[EXERCISE INSTRUCTIONS]
Using the data beneath this instruction, retype only the lines from the one that contains "UTF8_BOM.len()" down to the one that contains "if bytes[self.pos] == b'['", both included, exactly as they appear.

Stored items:
++++

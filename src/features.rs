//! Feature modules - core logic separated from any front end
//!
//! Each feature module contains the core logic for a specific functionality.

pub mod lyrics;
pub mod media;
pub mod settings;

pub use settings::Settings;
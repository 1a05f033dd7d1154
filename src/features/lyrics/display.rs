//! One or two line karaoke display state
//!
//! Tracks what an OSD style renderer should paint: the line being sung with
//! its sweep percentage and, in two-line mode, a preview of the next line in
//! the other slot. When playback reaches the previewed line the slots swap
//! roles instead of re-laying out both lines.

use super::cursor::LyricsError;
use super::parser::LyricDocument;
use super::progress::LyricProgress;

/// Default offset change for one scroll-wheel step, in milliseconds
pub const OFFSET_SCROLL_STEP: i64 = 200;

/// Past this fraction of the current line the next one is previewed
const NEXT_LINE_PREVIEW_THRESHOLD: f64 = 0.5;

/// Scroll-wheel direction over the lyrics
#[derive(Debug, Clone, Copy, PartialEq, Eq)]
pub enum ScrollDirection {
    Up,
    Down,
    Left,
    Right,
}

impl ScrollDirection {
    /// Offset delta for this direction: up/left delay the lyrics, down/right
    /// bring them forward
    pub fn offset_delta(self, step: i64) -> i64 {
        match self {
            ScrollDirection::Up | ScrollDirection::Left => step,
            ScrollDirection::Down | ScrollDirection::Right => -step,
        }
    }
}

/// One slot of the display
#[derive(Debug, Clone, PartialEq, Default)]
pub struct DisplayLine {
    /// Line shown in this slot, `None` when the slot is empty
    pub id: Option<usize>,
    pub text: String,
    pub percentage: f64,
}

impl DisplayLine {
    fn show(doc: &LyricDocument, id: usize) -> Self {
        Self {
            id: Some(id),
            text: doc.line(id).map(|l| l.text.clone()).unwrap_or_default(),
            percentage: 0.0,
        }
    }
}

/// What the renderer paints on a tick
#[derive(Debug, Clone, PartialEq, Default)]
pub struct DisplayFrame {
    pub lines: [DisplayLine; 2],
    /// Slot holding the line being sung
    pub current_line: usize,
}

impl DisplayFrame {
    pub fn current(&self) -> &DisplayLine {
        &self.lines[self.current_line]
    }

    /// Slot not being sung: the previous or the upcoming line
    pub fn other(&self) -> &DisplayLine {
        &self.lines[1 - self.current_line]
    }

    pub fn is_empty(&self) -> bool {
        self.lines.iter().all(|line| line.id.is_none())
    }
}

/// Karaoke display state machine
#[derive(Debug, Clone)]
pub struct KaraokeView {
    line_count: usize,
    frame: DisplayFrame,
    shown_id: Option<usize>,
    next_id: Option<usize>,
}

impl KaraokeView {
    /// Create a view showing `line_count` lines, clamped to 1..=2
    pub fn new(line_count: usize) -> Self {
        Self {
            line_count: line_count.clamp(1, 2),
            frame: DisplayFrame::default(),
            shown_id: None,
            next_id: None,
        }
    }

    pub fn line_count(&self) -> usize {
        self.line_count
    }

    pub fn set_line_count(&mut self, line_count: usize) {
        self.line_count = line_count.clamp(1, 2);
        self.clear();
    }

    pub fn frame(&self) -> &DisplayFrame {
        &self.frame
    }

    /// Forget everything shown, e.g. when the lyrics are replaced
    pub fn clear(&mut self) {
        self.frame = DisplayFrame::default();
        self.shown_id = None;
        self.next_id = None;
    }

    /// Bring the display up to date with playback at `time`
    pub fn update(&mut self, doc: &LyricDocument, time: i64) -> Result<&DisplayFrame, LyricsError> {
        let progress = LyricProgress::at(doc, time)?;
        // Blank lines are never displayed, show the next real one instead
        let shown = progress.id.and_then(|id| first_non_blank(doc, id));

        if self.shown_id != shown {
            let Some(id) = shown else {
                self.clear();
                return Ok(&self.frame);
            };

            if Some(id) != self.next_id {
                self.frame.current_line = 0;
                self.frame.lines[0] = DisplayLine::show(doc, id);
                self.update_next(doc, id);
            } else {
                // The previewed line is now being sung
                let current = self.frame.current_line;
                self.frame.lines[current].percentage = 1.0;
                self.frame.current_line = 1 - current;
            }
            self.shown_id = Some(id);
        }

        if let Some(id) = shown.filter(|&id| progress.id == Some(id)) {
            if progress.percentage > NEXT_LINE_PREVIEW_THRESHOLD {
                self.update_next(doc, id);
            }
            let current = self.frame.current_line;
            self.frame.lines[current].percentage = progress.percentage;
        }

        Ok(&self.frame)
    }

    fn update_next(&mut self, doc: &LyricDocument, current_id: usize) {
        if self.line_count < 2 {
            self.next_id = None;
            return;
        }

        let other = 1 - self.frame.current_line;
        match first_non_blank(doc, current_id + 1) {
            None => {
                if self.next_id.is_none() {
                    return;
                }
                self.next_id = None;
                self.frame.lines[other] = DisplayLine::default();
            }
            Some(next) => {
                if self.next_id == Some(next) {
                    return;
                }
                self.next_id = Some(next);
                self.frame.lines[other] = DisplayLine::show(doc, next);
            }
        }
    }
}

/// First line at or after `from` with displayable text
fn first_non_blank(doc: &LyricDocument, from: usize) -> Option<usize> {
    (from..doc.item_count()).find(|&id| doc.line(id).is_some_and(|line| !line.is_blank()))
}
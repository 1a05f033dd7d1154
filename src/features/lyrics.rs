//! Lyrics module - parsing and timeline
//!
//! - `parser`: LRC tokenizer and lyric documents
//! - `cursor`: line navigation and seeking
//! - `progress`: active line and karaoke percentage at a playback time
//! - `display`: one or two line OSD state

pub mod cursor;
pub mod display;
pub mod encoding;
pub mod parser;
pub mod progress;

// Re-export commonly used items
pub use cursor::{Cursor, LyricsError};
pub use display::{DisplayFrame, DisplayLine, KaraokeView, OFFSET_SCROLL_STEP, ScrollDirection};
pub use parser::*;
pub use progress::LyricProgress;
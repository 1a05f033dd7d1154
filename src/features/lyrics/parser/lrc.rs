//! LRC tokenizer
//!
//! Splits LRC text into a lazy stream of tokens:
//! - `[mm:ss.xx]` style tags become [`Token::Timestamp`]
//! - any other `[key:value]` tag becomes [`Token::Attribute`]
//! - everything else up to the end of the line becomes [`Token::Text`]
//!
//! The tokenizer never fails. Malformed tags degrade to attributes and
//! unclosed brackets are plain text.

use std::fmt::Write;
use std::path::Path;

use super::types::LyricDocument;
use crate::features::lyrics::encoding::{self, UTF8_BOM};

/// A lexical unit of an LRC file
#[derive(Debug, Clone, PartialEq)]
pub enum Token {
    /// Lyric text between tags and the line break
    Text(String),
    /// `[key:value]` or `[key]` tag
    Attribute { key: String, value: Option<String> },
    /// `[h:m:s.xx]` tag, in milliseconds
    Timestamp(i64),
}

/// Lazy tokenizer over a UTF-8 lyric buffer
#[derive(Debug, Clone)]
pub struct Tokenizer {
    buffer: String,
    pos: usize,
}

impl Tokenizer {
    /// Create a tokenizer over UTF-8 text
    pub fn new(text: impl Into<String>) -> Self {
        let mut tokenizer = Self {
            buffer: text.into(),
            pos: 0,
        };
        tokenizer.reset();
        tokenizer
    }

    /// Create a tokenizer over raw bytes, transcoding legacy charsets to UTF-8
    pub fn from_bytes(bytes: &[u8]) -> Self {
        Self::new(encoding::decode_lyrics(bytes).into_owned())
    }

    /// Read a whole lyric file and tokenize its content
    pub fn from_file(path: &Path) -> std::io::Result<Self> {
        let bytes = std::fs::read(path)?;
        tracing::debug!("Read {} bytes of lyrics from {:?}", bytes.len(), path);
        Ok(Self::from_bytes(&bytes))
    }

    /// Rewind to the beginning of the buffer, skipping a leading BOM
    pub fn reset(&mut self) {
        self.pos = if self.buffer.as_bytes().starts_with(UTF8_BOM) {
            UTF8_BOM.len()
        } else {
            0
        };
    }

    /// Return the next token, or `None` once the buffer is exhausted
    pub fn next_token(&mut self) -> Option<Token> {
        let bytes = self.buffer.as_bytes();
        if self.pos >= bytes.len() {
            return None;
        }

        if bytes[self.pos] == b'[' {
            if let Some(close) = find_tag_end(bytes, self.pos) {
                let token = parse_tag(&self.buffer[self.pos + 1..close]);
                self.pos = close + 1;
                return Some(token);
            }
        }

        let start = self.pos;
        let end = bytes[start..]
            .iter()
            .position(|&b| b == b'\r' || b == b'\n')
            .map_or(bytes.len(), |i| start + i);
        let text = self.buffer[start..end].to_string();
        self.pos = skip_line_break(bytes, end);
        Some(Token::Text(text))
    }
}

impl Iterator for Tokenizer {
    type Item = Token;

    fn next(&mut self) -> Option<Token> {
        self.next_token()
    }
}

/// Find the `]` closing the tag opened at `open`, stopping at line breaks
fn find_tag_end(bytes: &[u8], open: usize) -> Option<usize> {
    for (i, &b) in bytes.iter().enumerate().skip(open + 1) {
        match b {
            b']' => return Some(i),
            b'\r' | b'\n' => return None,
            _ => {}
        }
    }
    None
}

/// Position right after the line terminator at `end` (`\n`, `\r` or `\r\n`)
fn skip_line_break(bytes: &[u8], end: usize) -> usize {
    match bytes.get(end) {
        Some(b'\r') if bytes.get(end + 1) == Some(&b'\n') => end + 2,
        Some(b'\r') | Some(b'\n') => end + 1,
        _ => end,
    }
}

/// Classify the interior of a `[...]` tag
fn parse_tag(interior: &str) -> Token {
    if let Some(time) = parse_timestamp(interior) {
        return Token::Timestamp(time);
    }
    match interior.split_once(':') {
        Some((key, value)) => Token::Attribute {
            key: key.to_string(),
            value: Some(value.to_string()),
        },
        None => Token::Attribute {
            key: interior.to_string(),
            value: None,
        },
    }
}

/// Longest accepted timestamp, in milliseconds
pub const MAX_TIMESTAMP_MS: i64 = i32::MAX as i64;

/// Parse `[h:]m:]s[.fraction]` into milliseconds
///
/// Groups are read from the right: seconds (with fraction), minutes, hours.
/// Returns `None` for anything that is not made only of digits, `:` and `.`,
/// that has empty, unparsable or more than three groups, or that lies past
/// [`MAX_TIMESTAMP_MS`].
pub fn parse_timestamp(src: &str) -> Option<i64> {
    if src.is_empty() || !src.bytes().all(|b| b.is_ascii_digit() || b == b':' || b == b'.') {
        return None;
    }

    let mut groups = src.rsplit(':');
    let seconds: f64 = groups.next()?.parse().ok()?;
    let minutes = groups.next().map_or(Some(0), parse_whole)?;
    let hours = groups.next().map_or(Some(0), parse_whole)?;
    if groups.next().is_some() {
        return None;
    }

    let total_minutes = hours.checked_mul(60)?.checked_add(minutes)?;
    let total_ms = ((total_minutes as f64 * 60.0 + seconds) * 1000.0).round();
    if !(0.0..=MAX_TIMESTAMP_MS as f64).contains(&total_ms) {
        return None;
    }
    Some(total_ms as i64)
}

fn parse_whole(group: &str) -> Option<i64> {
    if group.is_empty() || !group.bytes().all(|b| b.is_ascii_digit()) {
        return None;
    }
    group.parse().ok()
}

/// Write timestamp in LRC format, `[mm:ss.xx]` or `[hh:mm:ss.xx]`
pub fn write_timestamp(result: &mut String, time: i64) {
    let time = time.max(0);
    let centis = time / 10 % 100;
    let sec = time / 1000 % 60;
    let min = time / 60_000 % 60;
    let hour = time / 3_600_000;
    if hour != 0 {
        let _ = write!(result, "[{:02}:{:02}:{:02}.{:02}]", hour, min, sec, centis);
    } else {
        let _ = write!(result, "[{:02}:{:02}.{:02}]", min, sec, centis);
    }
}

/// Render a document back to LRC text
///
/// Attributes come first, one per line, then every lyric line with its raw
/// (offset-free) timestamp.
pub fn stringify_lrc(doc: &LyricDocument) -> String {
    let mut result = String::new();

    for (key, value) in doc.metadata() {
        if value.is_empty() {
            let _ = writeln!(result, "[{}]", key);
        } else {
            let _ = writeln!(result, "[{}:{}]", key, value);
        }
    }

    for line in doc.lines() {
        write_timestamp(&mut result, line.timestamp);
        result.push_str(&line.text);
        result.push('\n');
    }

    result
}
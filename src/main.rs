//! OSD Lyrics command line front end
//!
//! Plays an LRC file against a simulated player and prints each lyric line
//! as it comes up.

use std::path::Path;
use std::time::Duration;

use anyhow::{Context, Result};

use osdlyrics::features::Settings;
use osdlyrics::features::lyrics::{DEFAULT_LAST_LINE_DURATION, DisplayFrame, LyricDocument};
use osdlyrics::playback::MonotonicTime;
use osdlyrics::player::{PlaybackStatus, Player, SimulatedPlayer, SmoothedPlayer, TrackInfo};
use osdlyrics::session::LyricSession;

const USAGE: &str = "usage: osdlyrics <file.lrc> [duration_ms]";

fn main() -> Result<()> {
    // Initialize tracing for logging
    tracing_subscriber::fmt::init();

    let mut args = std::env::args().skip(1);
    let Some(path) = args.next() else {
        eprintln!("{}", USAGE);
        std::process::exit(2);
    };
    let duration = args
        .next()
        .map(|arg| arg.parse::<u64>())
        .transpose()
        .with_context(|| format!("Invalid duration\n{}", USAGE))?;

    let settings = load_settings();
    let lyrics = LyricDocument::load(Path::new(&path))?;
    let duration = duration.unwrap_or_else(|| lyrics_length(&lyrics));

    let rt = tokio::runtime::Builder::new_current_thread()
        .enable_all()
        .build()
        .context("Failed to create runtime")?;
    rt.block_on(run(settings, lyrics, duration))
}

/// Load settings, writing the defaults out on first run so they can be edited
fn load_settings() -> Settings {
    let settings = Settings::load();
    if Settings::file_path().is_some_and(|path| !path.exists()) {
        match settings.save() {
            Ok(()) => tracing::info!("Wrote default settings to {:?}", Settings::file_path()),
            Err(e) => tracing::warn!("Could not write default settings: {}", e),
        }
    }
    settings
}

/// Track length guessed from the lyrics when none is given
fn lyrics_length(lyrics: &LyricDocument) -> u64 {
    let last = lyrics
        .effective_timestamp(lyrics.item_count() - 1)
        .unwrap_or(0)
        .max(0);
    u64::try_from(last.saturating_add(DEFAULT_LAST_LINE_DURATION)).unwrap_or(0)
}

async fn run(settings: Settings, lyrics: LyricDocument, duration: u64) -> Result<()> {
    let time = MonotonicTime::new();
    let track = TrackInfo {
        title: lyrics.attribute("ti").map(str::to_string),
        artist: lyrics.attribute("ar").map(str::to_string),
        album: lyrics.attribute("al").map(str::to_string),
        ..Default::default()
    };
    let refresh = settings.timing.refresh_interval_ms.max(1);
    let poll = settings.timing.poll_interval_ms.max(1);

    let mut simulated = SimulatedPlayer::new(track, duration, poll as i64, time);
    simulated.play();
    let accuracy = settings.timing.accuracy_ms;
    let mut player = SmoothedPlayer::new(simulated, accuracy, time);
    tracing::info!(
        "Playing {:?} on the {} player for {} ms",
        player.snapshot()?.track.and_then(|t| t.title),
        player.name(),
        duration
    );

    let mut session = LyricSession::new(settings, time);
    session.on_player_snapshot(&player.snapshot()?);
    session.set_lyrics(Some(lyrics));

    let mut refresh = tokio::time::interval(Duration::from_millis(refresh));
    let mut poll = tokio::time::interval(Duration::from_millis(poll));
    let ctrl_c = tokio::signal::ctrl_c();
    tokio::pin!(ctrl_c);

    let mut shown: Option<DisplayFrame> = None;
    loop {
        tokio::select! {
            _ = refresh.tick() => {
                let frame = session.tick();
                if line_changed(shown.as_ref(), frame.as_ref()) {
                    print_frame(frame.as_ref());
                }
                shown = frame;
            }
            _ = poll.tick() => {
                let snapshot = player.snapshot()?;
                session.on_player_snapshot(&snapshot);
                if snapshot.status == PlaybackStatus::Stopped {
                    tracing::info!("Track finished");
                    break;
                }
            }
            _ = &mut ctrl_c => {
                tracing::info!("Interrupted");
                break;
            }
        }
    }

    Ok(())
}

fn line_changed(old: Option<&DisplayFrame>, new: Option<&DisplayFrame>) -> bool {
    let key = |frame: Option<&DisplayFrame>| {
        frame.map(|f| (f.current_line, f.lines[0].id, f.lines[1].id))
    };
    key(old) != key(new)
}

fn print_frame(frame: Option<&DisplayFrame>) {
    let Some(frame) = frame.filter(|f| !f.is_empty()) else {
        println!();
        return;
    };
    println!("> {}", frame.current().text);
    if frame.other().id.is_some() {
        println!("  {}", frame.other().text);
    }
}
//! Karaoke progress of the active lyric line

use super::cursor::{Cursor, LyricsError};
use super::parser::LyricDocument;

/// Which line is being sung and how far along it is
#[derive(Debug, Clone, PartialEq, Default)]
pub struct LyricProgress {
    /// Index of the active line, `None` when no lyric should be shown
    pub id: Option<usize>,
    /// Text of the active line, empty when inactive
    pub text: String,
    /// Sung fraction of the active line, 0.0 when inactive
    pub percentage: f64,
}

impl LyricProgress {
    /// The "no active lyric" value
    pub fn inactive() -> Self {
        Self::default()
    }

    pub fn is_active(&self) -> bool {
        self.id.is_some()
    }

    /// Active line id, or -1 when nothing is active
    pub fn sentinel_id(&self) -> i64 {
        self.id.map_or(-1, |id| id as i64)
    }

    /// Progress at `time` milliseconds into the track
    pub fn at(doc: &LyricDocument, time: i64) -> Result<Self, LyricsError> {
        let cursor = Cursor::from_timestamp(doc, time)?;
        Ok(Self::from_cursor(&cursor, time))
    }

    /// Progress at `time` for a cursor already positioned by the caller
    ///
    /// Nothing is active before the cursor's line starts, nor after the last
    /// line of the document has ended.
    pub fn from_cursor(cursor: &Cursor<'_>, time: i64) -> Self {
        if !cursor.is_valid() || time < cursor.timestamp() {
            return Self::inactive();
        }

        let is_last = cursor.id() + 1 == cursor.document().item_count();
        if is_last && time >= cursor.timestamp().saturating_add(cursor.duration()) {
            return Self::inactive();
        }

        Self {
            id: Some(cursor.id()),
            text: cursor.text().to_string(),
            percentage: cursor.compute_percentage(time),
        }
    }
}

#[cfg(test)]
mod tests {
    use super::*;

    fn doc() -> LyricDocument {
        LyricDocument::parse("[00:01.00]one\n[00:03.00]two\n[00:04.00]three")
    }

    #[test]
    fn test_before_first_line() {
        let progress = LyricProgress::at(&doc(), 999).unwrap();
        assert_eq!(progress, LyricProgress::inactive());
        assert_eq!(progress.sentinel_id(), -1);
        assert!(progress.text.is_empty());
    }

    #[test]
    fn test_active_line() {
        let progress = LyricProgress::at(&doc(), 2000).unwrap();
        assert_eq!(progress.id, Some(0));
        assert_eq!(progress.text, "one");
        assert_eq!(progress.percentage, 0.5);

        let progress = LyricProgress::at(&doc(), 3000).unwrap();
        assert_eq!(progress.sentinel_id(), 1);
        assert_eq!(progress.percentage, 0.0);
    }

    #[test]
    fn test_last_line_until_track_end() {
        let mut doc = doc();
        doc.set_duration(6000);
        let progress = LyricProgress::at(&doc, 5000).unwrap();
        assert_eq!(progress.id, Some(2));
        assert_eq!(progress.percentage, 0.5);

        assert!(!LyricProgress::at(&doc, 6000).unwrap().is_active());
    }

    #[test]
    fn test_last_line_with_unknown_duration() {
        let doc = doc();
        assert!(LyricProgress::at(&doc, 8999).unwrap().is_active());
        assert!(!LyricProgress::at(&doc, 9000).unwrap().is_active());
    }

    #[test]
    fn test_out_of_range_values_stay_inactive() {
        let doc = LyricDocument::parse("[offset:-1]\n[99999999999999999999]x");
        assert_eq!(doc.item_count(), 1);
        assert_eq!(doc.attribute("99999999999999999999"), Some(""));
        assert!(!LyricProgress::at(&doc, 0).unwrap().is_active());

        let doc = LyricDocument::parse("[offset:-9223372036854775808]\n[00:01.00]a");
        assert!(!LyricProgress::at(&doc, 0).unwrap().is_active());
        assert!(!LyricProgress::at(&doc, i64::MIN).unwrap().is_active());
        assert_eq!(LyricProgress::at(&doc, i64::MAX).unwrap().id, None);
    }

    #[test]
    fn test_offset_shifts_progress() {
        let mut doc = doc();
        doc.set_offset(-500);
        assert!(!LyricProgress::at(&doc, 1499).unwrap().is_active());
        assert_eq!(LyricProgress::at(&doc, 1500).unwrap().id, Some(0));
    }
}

++++

[TASK ANSWER]
            UTF8_BOM.len()
        } else {
            0
        };
    }

    /// Return the next token, or `None` once the buffer is exhausted
    pub fn next_token(&mut self) -> Option<Token> {
        let bytes = self.buffer.as_bytes();
        if self.pos >= bytes.len() {
            return None;
        }

        if bytes[self.pos] == b'[' {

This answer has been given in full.